April 5, 2010

~ ~ ~ Happy Belated Easter, everyone ~ ~ ~

All three of my kids 
Easter, 2010

Although Easter Sunday itself was really quite nice, it's been a long, long week here. 

As a writer, I always aim to be articulate; on a good day I might strive for eloquent; on my game, I hope to be profound. Today, however, I'm just going for informative.

A week ago today, my ex-husband, Matthew's dad, died unexpectedly.  Apart from all the anger and turmoil and pain and confusion my son is feeling, he is suddenly without a father and is completely displaced from his home.  So, as would be normal in most other families, he has moved in with us again.  If you remember, this is as far from normal as our family could get.

I'd love to be able to say that I, too, am sad for the loss of this man, but I can't get there yet.  Too many years of garbage between being in love with him and today.  As you can imagine, we're all upside down, in our own ways. But I'm not grieving a loss so much as I'm in a state of weird, subdued panic/anxiety/hope.  Wish I could explain it better...as I said, I wasn't even hoping to be articulate.

A week ago, my son and I were barely speaking to each other.  He lived in another town and we had no contact at all for over 10 months.  Today, he is back in our house, eating at our table, getting up and going to school with Jack -  whether any of us was ready for this or not.  Talk about immersion learning.

So we're getting through this day by day.  It's been ok, I guess. He's grieving, of course, and probably still a little in shock, too, but felt ready to go back to school today.  He has a new, supportive group of friends.  He's been really, really nice to all of us since he got here. We've hugged and said "I love you" more than I can ever remember. It almost seemed normal, when the five of us sat down and played Uno after dinner last night.

It's not permanent, at least not yet.  It's logical, of course, that he moves back in and stays here, but I know from past experience that making that happen will be a bit like making mercury stay in the thermometer when the glass has been broken.  I'm not sure where else he'd go - the girlfriend's, a friend's, there's no telling. He can't go back to the house his dad lived in and he's in a position to keep it for himself, even if he will be 18 in just six months.  I'm sure we'll figure it out, as we navigate through these next few weeks getting our new life in order. I'm just hoping that whatever it is that we decide, it will be the right thing for all of us and not cause a whole new rift.
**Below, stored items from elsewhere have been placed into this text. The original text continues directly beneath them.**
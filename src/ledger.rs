//! Ledger data as it arrives from the network.
//!
//! These are plain data carriers: nothing here verifies proofs or signatures.
//! Finalize effects certified by the network travel inside each
//! [`ConfirmedTransaction`] as a list of [`FinalizeOperation`]s.

use serde::{Deserialize, Serialize};
use std::fmt;

use crate::program::{Program, CREDITS_PROGRAM_ID};

pub type Field = [u8; 32];
pub type Address = [u8; 32];

macro_rules! id_type {
    ($name:ident, $prefix:literal) => {
        #[derive(Clone, Copy, PartialEq, Eq, Hash, PartialOrd, Ord, Default, Serialize, Deserialize)]
        pub struct $name(pub [u8; 32]);

        impl fmt::Display for $name {
            fn fmt(&self, f: &mut fmt::Formatter<'_>) -> fmt::Result {
                write!(f, "{}{}", $prefix, hex::encode(self.0))
            }
        }

        impl fmt::Debug for $name {
            fn fmt(&self, f: &mut fmt::Formatter<'_>) -> fmt::Result {
                write!(f, "{}{}", $prefix, hex::encode(&self.0[..8]))
            }
        }
    };
}

id_type!(BlockHash, "ab");
id_type!(TransactionId, "at");
id_type!(TransitionId, "au");

/// A plaintext value that can live in a mapping.
#[derive(Clone, Debug, PartialEq, Eq, Hash, Serialize, Deserialize)]
pub enum Literal {
    Boolean(bool),
    U32(u32),
    U64(u64),
    U128(u128),
    Address(Address),
    Field(Field),
}

impl Literal {
    /// Canonical byte form. Content-addressed ids are computed over these bytes.
    pub fn to_bytes(&self) -> Vec<u8> {
        let mut out = Vec::with_capacity(33);
        match self {
            Literal::Boolean(b) => {
                out.push(0);
                out.push(*b as u8);
            }
            Literal::U32(v) => {
                out.push(1);
                out.extend_from_slice(&v.to_le_bytes());
            }
            Literal::U64(v) => {
                out.push(2);
                out.extend_from_slice(&v.to_le_bytes());
            }
            Literal::U128(v) => {
                out.push(3);
                out.extend_from_slice(&v.to_le_bytes());
            }
            Literal::Address(a) => {
                out.push(4);
                out.extend_from_slice(a);
            }
            Literal::Field(f) => {
                out.push(5);
                out.extend_from_slice(f);
            }
        }
        out
    }

    pub fn from_bytes(bytes: &[u8]) -> Option<Self> {
        let (tag, body) = bytes.split_first()?;
        Some(match (*tag, body.len()) {
            (0, 1) if body[0] <= 1 => Literal::Boolean(body[0] == 1),
            (1, 4) => Literal::U32(u32::from_le_bytes(body.try_into().ok()?)),
            (2, 8) => Literal::U64(u64::from_le_bytes(body.try_into().ok()?)),
            (3, 16) => Literal::U128(u128::from_le_bytes(body.try_into().ok()?)),
            (4, 32) => Literal::Address(body.try_into().ok()?),
            (5, 32) => Literal::Field(body.try_into().ok()?),
            _ => return None,
        })
    }

    pub fn type_name(&self) -> &'static str {
        match self {
            Literal::Boolean(_) => "boolean",
            Literal::U32(_) => "u32",
            Literal::U64(_) => "u64",
            Literal::U128(_) => "u128",
            Literal::Address(_) => "address",
            Literal::Field(_) => "field",
        }
    }
}

impl fmt::Display for Literal {
    fn fmt(&self, f: &mut fmt::Formatter<'_>) -> fmt::Result {
        match self {
            Literal::Boolean(b) => write!(f, "{b}"),
            Literal::U32(v) => write!(f, "{v}u32"),
            Literal::U64(v) => write!(f, "{v}u64"),
            Literal::U128(v) => write!(f, "{v}u128"),
            Literal::Address(a) => write!(f, "aleo1{}", hex::encode(a)),
            Literal::Field(v) => write!(f, "{}field", hex::encode(v)),
        }
    }
}

/// A call to a program's finalize function, produced by a transition and
/// possibly nested inside another future's arguments.
#[derive(Clone, Debug, PartialEq, Eq, Serialize, Deserialize)]
pub struct Future {
    pub program_id: String,
    pub function_name: String,
    pub arguments: Vec<Argument>,
}

#[derive(Clone, Debug, PartialEq, Eq, Serialize, Deserialize)]
pub enum Argument {
    Plaintext(Literal),
    Future(Future),
}

#[derive(Clone, Debug, PartialEq, Eq, Serialize, Deserialize)]
pub enum Output {
    Public(Literal),
    Record(Vec<u8>),
    /// `None` when the network omitted the future's body.
    Future(Option<Future>),
}

#[derive(Clone, Debug, PartialEq, Eq, Serialize, Deserialize)]
pub struct Transition {
    pub id: TransitionId,
    pub program_id: String,
    pub function_name: String,
    pub outputs: Vec<Output>,
}

#[derive(Clone, Debug, PartialEq, Eq, Serialize, Deserialize)]
pub struct Fee {
    pub transition: Transition,
}

impl Fee {
    pub fn is_public(&self) -> bool {
        self.transition.program_id == CREDITS_PROGRAM_ID && self.transition.function_name == "fee_public"
    }
}

#[derive(Clone, Debug, PartialEq, Eq, Serialize, Deserialize)]
pub struct Execution {
    pub transitions: Vec<Transition>,
}

#[derive(Clone, Debug, PartialEq, Eq, Serialize, Deserialize)]
pub struct Deployment {
    pub program: Program,
}

#[derive(Clone, Copy, Debug, PartialEq, Eq, Serialize, Deserialize)]
pub enum TransactionKind {
    Deploy,
    Execute,
    Fee,
}

#[derive(Clone, Debug, PartialEq, Eq, Serialize, Deserialize)]
pub enum Transaction {
    Deploy { id: TransactionId, owner: Address, deployment: Deployment, fee: Fee },
    Execute { id: TransactionId, execution: Execution, fee: Option<Fee> },
    Fee { id: TransactionId, fee: Fee },
}

impl Transaction {
    pub fn id(&self) -> TransactionId {
        match self {
            Transaction::Deploy { id, .. } | Transaction::Execute { id, .. } | Transaction::Fee { id, .. } => *id,
        }
    }

    pub fn kind(&self) -> TransactionKind {
        match self {
            Transaction::Deploy { .. } => TransactionKind::Deploy,
            Transaction::Execute { .. } => TransactionKind::Execute,
            Transaction::Fee { .. } => TransactionKind::Fee,
        }
    }

    pub fn fee(&self) -> Option<&Fee> {
        match self {
            Transaction::Deploy { fee, .. } | Transaction::Fee { fee, .. } => Some(fee),
            Transaction::Execute { fee, .. } => fee.as_ref(),
        }
    }

    /// Every transition carried by the transaction, fee last.
    pub fn transitions(&self) -> Vec<&Transition> {
        let mut out: Vec<&Transition> = match self {
            Transaction::Execute { execution, .. } => execution.transitions.iter().collect(),
            _ => Vec::new(),
        };
        if let Some(fee) = self.fee() {
            out.push(&fee.transition);
        }
        out
    }
}

/// A certified finalize effect as recorded by the network.
#[derive(Clone, Debug, PartialEq, Eq, Serialize, Deserialize)]
pub enum FinalizeOperation {
    InitializeMapping { mapping_id: Field },
    UpdateKeyValue { mapping_id: Field, key_id: Field, value_id: Field },
    RemoveKeyValue { mapping_id: Field, key_id: Field },
}

#[derive(Clone, Debug, PartialEq, Eq, Serialize, Deserialize)]
pub struct RejectedDeployment {
    pub original_id: TransactionId,
    pub owner: Address,
    pub deployment: Deployment,
}

#[derive(Clone, Debug, PartialEq, Eq, Serialize, Deserialize)]
pub struct RejectedExecution {
    pub original_id: TransactionId,
    pub execution: Execution,
}

/// A transaction as confirmed in a block. The set of classes is closed.
#[derive(Clone, Debug, PartialEq, Eq, Serialize, Deserialize)]
pub enum ConfirmedTransaction {
    AcceptedDeploy { index: u32, transaction: Transaction, finalize: Vec<FinalizeOperation> },
    AcceptedExecute { index: u32, transaction: Transaction, finalize: Vec<FinalizeOperation> },
    RejectedDeploy { index: u32, transaction: Transaction, rejected: RejectedDeployment, finalize: Vec<FinalizeOperation> },
    RejectedExecute { index: u32, transaction: Transaction, rejected: RejectedExecution, finalize: Vec<FinalizeOperation> },
}

impl ConfirmedTransaction {
    pub fn transaction(&self) -> &Transaction {
        match self {
            ConfirmedTransaction::AcceptedDeploy { transaction, .. }
            | ConfirmedTransaction::AcceptedExecute { transaction, .. }
            | ConfirmedTransaction::RejectedDeploy { transaction, .. }
            | ConfirmedTransaction::RejectedExecute { transaction, .. } => transaction,
        }
    }

    pub fn finalize(&self) -> &[FinalizeOperation] {
        match self {
            ConfirmedTransaction::AcceptedDeploy { finalize, .. }
            | ConfirmedTransaction::AcceptedExecute { finalize, .. }
            | ConfirmedTransaction::RejectedDeploy { finalize, .. }
            | ConfirmedTransaction::RejectedExecute { finalize, .. } => finalize,
        }
    }

    pub fn index(&self) -> u32 {
        match self {
            ConfirmedTransaction::AcceptedDeploy { index, .. }
            | ConfirmedTransaction::AcceptedExecute { index, .. }
            | ConfirmedTransaction::RejectedDeploy { index, .. }
            | ConfirmedTransaction::RejectedExecute { index, .. } => *index,
        }
    }

    pub fn is_rejected(&self) -> bool {
        matches!(
            self,
            ConfirmedTransaction::RejectedDeploy { .. } | ConfirmedTransaction::RejectedExecute { .. }
        )
    }

    pub fn original_id(&self) -> Option<TransactionId> {
        match self {
            ConfirmedTransaction::RejectedDeploy { rejected, .. } => Some(rejected.original_id),
            ConfirmedTransaction::RejectedExecute { rejected, .. } => Some(rejected.original_id),
            _ => None,
        }
    }

    /// Transitions that ran as part of the confirmation, including the ones of a
    /// rejected execution.
    pub fn transitions(&self) -> Vec<&Transition> {
        let mut out = self.transaction().transitions();
        if let ConfirmedTransaction::RejectedExecute { rejected, .. } = self {
            out.extend(rejected.execution.transitions.iter());
        }
        out
    }
}

/// Protocol bookkeeping applied after a block's transactions.
#[derive(Clone, Debug, PartialEq, Eq, Serialize, Deserialize)]
pub enum Ratification {
    Genesis { balances: Vec<(Address, u64)> },
    StakingReward { staker: Address, validator: Address, amount: u64 },
}

#[derive(Clone, Debug, PartialEq, Eq, Serialize, Deserialize)]
pub struct DagVertex {
    pub id: Field,
    pub round: u64,
    pub previous_ids: Vec<Field>,
}

#[derive(Clone, Debug, PartialEq, Eq, Serialize, Deserialize)]
pub enum Authority {
    Beacon { signature: Vec<u8> },
    Quorum { vertices: Vec<DagVertex> },
}

#[derive(Clone, Debug, PartialEq, Eq, Serialize, Deserialize)]
pub struct BlockHeader {
    pub previous_hash: BlockHash,
    pub height: u32,
    pub timestamp: i64,
    pub transactions_root: Field,
    pub network: u16,
}

impl BlockHeader {
    pub fn to_bytes(&self) -> Vec<u8> {
        let mut out = Vec::with_capacity(32 + 4 + 8 + 32 + 2);
        out.extend_from_slice(&self.previous_hash.0);
        out.extend_from_slice(&self.height.to_le_bytes());
        out.extend_from_slice(&self.timestamp.to_le_bytes());
        out.extend_from_slice(&self.transactions_root);
        out.extend_from_slice(&self.network.to_le_bytes());
        out
    }

    pub fn hash(&self) -> BlockHash {
        BlockHash(crate::crypto::blake3_hash(&self.to_bytes()))
    }
}

#[derive(Clone, Debug, PartialEq, Eq, Serialize, Deserialize)]
pub struct Block {
    pub header: BlockHeader,
    pub authority: Authority,
    pub transactions: Vec<ConfirmedTransaction>,
    pub ratifications: Vec<Ratification>,
}

pub const GENESIS_TIMESTAMP: i64 = 1_696_118_400;

impl Block {
    pub fn height(&self) -> u32 {
        self.header.height
    }

    pub fn hash(&self) -> BlockHash {
        self.header.hash()
    }

    pub fn previous_hash(&self) -> BlockHash {
        self.header.previous_hash
    }

    /// The genesis block the node expects: network genesis, or the dev one.
    pub fn genesis(dev_mode: bool) -> Self {
        let tag: &[u8] = if dev_mode { b"genesis/dev" } else { b"genesis/network" };
        Self::genesis_with(crate::crypto::blake3_hash(tag), Vec::new())
    }

    /// A genesis block funding `balances` in `credits.aleo/account`.
    pub fn genesis_with(transactions_root: Field, balances: Vec<(Address, u64)>) -> Self {
        let ratifications = if balances.is_empty() {
            Vec::new()
        } else {
            vec![Ratification::Genesis { balances }]
        };
        Block {
            header: BlockHeader {
                previous_hash: BlockHash::default(),
                height: 0,
                timestamp: GENESIS_TIMESTAMP,
                transactions_root,
                network: 0,
            },
            authority: Authority::Beacon { signature: Vec::new() },
            transactions: Vec::new(),
            ratifications,
        }
    }
}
So I'm trying to balance hope with realism, and blessings with curses. I can't tell you how many times over the years I've wished his father dead, and now I'm the poster child for Careful What You Wish For. The nightmare of managing the estate in Matt's best interest (with the cantankerous ex-father in law) is already causing me angina, and it's hardly even started.  The logistics of moving him back into our home when we never expected - ever - that he would return, are a bit tricky. We no loner have a bedroom for him; we must create one out of Jack's playroom and figure out what to do with a boatload of stuff, old and new.  But then, I think, who cares? He's back! Which is great, right? It's what I wanted, right?

But it wasn't supposed to happen like this. Not out of the blue, not without preparation and healing and a plan, not because of some horrible tragedy, not because he has to.
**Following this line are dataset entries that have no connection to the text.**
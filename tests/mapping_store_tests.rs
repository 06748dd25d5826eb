// Mapping state store tests: history chains, reduced tracking, cache backups
// and reverting to an earlier height.

mod common;

use common::*;
use tempfile::TempDir;

use chainmirror::chain::{ChainTables, TransactionStatus};
use chainmirror::crypto;
use chainmirror::explorer::{BlockOutcome, ChainError, Explorer, CLEAR_FLAG, REVERT_FLAG};
use chainmirror::ledger::{Block, Literal, Ratification};
use chainmirror::mapping::{
    cache_name, CacheEntry, MappingStore, MappingValue, RevertError, SnapshotKind, TrackingPolicy,
};
use chainmirror::program::{Function, LiteralType, MappingDecl, Program, CREDITS_PROGRAM_ID};

fn value(program: &str, mapping: &str, key: &Literal, v: &Literal) -> MappingValue {
    let key_id = crypto::key_id(program, mapping, &key.to_bytes());
    MappingValue {
        mapping_id: crypto::mapping_id(program, mapping),
        key_id,
        value_id: crypto::value_id(&key_id, &v.to_bytes()),
        key: key.to_bytes(),
        value: v.to_bytes(),
    }
}

fn credits_store(dir: &TempDir) -> MappingStore {
    let store = MappingStore::new(open_store(dir.path()), TrackingPolicy::default());
    let mut txn = store.begin().expect("begin");
    for mapping in ["account", "bonded", "committee", "delegated"] {
        let id = crypto::mapping_id(CREDITS_PROGRAM_ID, mapping);
        txn.initialize_builtin_mapping(&id, CREDITS_PROGRAM_ID, mapping).expect("init");
    }
    txn.commit().expect("commit");
    store
}

type MappingState = (Vec<MappingValue>, Vec<Vec<CacheEntry>>);

fn mapping_state(explorer: &Explorer) -> MappingState {
    let store = explorer.store();
    let values = store.current_values().expect("values");
    let caches = store
        .policy()
        .cache_names()
        .iter()
        .map(|name| store.cache_entries(name).expect("cache"))
        .collect();
    (values, caches)
}

fn noop_program() -> Program {
    Program {
        id: "token.aleo".into(),
        mappings: vec![MappingDecl { name: "supply".into(), key_type: LiteralType::U32, value_type: LiteralType::U64 }],
        functions: vec![Function { name: "noop".into(), finalize: None }],
    }
}

#[tokio::test]
async fn test_history_chain() {
    println!("🧪 Testing history chain...");

    let dir = TempDir::new().expect("Failed to create temp directory");
    let store = credits_store(&dir);
    let key = Literal::Address(address(1));
    let key_id = crypto::key_id(CREDITS_PROGRAM_ID, "account", &key.to_bytes());

    for height in 1..=5u32 {
        let mut txn = store.begin().expect("begin");
        let v = value(CREDITS_PROGRAM_ID, "account", &key, &Literal::U64(height as u64 * 10));
        assert!(txn.upsert(&v, height, true).expect("upsert").is_some());
        txn.commit().expect("commit");
    }

    let chain = store.history_chain(&key_id).expect("chain");
    assert_eq!(chain.len(), 5);
    for pair in chain.windows(2) {
        assert!(pair[0].id > pair[1].id, "newest first");
        assert_eq!(pair[0].previous_id, Some(pair[1].id));
    }
    assert_eq!(chain.last().expect("oldest").previous_id, None);
    assert_eq!(chain.iter().map(|r| r.height).collect::<Vec<_>>(), vec![5, 4, 3, 2, 1]);
    assert_eq!(
        store.previous_value(chain[0].id, &key_id).expect("previous"),
        Some(Literal::U64(40).to_bytes())
    );
    assert_eq!(store.history_at_height(3).expect("at height").len(), 1);

    let mut txn = store.begin().expect("begin");
    let mapping_id = crypto::mapping_id(CREDITS_PROGRAM_ID, "account");
    txn.remove(&mapping_id, &key_id, &key.to_bytes(), 6, true).expect("remove");
    txn.commit().expect("commit");

    let chain = store.history_chain(&key_id).expect("chain");
    assert_eq!(chain.len(), 6);
    assert_eq!(chain[0].value, None, "removal is recorded");
    assert!(store.read(&mapping_id, &key_id).expect("read").is_none());

    println!("✅ History chain links every change");
}

#[tokio::test]
async fn test_reduced_tracking() {
    println!("🧪 Testing reduced tracking...");

    let dir = TempDir::new().expect("Failed to create temp directory");
    let store = credits_store(&dir);
    let key = Literal::Address(address(2));
    let key_id = crypto::key_id(CREDITS_PROGRAM_ID, "bonded", &key.to_bytes());

    let mut txn = store.begin().expect("begin");
    let v = value(CREDITS_PROGRAM_ID, "bonded", &key, &Literal::U64(10));
    assert_eq!(txn.upsert(&v, 1, false).expect("bookkeeping write"), None);
    assert_eq!(txn.read(&v.mapping_id, &key_id).expect("staged read"), Some(v.clone()));
    txn.commit().expect("commit");

    assert!(store.history_chain(&key_id).expect("chain").is_empty());
    assert_eq!(store.get_value(CREDITS_PROGRAM_ID, "bonded", &key.to_bytes()).expect("read"), Some(v.value.clone()));
    assert!(store.current_values().expect("values").is_empty(), "reduced mappings live only in the cache");

    let mut txn = store.begin().expect("begin");
    let v = value(CREDITS_PROGRAM_ID, "bonded", &key, &Literal::U64(25));
    assert!(txn.upsert(&v, 2, true).expect("transaction write").is_some());
    txn.commit().expect("commit");

    let chain = store.history_chain(&key_id).expect("chain");
    assert_eq!(chain.len(), 1);
    assert!(chain[0].from_transaction);
    assert_eq!(store.mapping_size(CREDITS_PROGRAM_ID, "bonded").expect("size"), 1);

    println!("✅ Reduced mappings skip bookkeeping history");
}

#[tokio::test]
async fn test_mapping_registration() {
    println!("🧪 Testing mapping registration...");

    let dir = TempDir::new().expect("Failed to create temp directory");
    let store = credits_store(&dir);
    let mut txn = store.begin().expect("begin");

    let account = crypto::mapping_id(CREDITS_PROGRAM_ID, "account");
    assert!(!txn.initialize_builtin_mapping(&account, CREDITS_PROGRAM_ID, "account").expect("builtin"));
    assert!(txn.initialize_mapping(&account, CREDITS_PROGRAM_ID, "account").is_err());

    let orphan = value("ghost.aleo", "m", &Literal::U32(1), &Literal::U32(2));
    assert!(txn.upsert(&orphan, 1, true).is_err(), "writes need a registered mapping");

    let supply = crypto::mapping_id("token.aleo", "supply");
    txn.initialize_mapping(&supply, "token.aleo", "supply").expect("new mapping");
    assert!(txn.mapping(&supply).expect("staged").is_some());
    txn.commit().expect("commit");
    assert_eq!(store.mapping(&supply).expect("read").expect("registered").program_id, "token.aleo");

    println!("✅ Mapping registration is guarded");
}

#[tokio::test]
async fn test_list_key_values_pages() {
    println!("🧪 Testing key-value paging...");

    let dir = TempDir::new().expect("Failed to create temp directory");
    let store = credits_store(&dir);
    let mut txn = store.begin().expect("begin");
    for n in 1..=5u8 {
        let v = value(CREDITS_PROGRAM_ID, "account", &Literal::Address(address(n)), &Literal::U64(n as u64));
        txn.upsert(&v, 1, true).expect("upsert");
    }
    txn.commit().expect("commit");

    let mut seen = Vec::new();
    let mut cursor = None;
    let mut pages = 0;
    loop {
        let (page, next) = store.list_key_values(CREDITS_PROGRAM_ID, "account", 2, cursor).expect("page");
        assert!(page.len() <= 2);
        seen.extend(page.into_iter().map(|e| e.key_id));
        pages += 1;
        match next {
            Some(c) => cursor = Some(c),
            None => break,
        }
    }
    assert_eq!(pages, 3);
    assert_eq!(seen.len(), 5);
    assert!(seen.windows(2).all(|w| w[0] < w[1]), "pages are ordered by key id");

    println!("✅ Paging visits every key once");
}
It will all be ok, right? In the end, everything will work itself out. We will get through this like we've gotten through the past two years: trial and error, ups and downs, living and learning.  Today, I was just happy to get up and make breakfast for both my boys, and watch them walk to the bustop, like in the old days.

I'll take that, for now.

Jack finds an egg - the hiding places are getting a little more challenging these days...

Why is this ok, when usually, we don't eat off the floor?
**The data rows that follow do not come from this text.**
use anyhow::anyhow;
use clap::{Parser, Subcommand};
use std::sync::Arc;
use tokio::sync::{broadcast, mpsc};
use tracing::{error, info, warn};
use tracing_subscriber::EnvFilter;

use chainmirror::crypto::NodeKey;
use chainmirror::explorer::{Explorer, ExplorerMessage};
use chainmirror::node::Node;
use chainmirror::{config, metrics, storage};

#[derive(Parser)]
#[command(author, version, about = "chainmirror: replays a ledger's finalize effects into a local mapping store")]
struct Cli {
    #[arg(short, long, default_value = "config.toml")]
    config: String,

    /// Use the dev genesis and tolerate peer hash mismatches
    #[arg(long, default_value_t = false)]
    dev_mode: bool,

    #[command(subcommand)]
    cmd: Option<Cmd>,
}

#[derive(Subcommand)]
enum Cmd {
    /// Sync from the configured peer (default)
    Run,
    /// Roll the local state back, then exit
    Revert {
        /// Target height; defaults to the newest cache backup
        #[arg(long)]
        height: Option<u32>,
    },
}

fn load_config(path: &str) -> anyhow::Result<config::Config> {
    match config::load(path) {
        Ok(c) => Ok(c),
        Err(e1) => {
            eprintln!("⚠️  Could not read config from '{path}': {e1:#}, using the built-in defaults");
            const EMBEDDED_CONFIG: &str = include_str!("../config.toml");
            config::load_from_str(EMBEDDED_CONFIG).map_err(|e2| anyhow!("failed to load configuration: {e1} / {e2}"))
        }
    }
}

fn log_messages(mut rx: mpsc::UnboundedReceiver<ExplorerMessage>) {
    tokio::spawn(async move {
        while let Some(message) = rx.recv().await {
            match message {
                ExplorerMessage::NodeConnectError(e) => warn!("peer connect failed: {e}"),
                ExplorerMessage::NodeConnected => info!("peer connected"),
                ExplorerMessage::NodeDisconnected(reason) => warn!("peer disconnected: {reason}"),
                ExplorerMessage::DatabaseError(e) => error!("🔥 database error: {e}"),
                ExplorerMessage::BlockAdded(h) => tracing::debug!("block {h} committed"),
            }
        }
    });
}

#[tokio::main]
async fn main() -> anyhow::Result<()> {
    let cli = Cli::parse();
    let mut cfg = load_config(&cli.config)?;
    if cli.dev_mode {
        cfg.node.dev_mode = true;
    }

    let filter = EnvFilter::try_from_default_env()
        .or_else(|_| EnvFilter::try_new(&cfg.log.level))
        .map_err(|e| anyhow!("invalid log filter: {e}"))?;
    tracing_subscriber::fmt().with_env_filter(filter).init();

    info!("--- chainmirror ---");
    let db = storage::open(&cfg.storage)?;
    info!("🗄️  database opened at '{}'", cfg.storage.path);

    let (msg_tx, msg_rx) = mpsc::unbounded_channel();
    log_messages(msg_rx);

    let mut explorer = Explorer::open(db.clone(), &cfg, Some(msg_tx.clone()))?;
    explorer.startup()?;

    if let Some(Cmd::Revert { height }) = cli.cmd {
        // A half-applied revert is worse than a slow one.
        let ignore_interrupts = tokio::spawn(async {
            while tokio::signal::ctrl_c().await.is_ok() {
                warn!("revert in progress, interrupt ignored");
            }
        });
        let summary = tokio::task::spawn_blocking(move || explorer.revert(height)).await;
        ignore_interrupts.abort();
        let summary = summary.map_err(|e| anyhow!("revert task failed: {e}"))??;
        info!(
            "✅ reverted to height {}: {} blocks undone, {} replayed, {} history records removed",
            summary.height, summary.blocks_reverted, summary.blocks_replayed, summary.history_removed
        );
        db.close()?;
        return Ok(());
    }

    metrics::serve(cfg.metrics.clone())?;
    let key = Arc::new(NodeKey::load_or_create(&db)?);
    let (chain, explorer_task) = explorer.spawn(cfg.explorer.mailbox_size);

    let (shutdown_tx, _) = broadcast::channel::<()>(1);
    let node = Node::new(&cfg, chain, key, Some(msg_tx))?;
    let mut node_task = tokio::spawn(node.run(shutdown_tx.subscribe()));

    let finished = tokio::select! {
        _ = tokio::signal::ctrl_c() => None,
        res = &mut node_task => Some(res),
    };
    let outcome = match finished {
        Some(res) => res,
        None => {
            info!("🛑 shutting down");
            let _ = shutdown_tx.send(());
            node_task.await
        }
    };
    let outcome = outcome.map_err(|e| anyhow!("node task failed: {e}"))?;

    // The controller stops once every handle is gone; wait so an in-flight block commits.
    if let Err(e) = explorer_task.await {
        warn!("chain controller task ended abnormally: {e}");
    }
    db.close()?;
    outcome
}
My Easter present: Matt and Elle hanging out with us at home.


  1. I remember reading when things weren't going well. Take it a day at a time. The hugs, the niceness, the I love yous are all positive signs. Things happen for a reason; this too will be clear one day.

  2. I'm thinking about you. Not sure what else to say. Teenagers are tricky enough without the rest of the mix. Hugs.

  3. More than articulate, Tam...

  4. Ditto to Eva's comment.

    I too am the mom of a son with a dad who died after we divorced. We all hope life goes in a straight line, but it is forever changing paths, changing what we are and what we become. My son was 13 when his dad died. He had a very rough time in the beginning and then he found sports in high school, thanks to a coach who pursued him and persuaded him to try wrestling. My son's life took a huge veer to the positive, knocked him out of his depression and today he is a confident and almost self-reliant young man of 22, college grad with his own apt, a job, a wonderful girlfriend and still calls home to ask mom if he can wash jeans with whites. Hey, we can't all be perfect.

    One day at a time.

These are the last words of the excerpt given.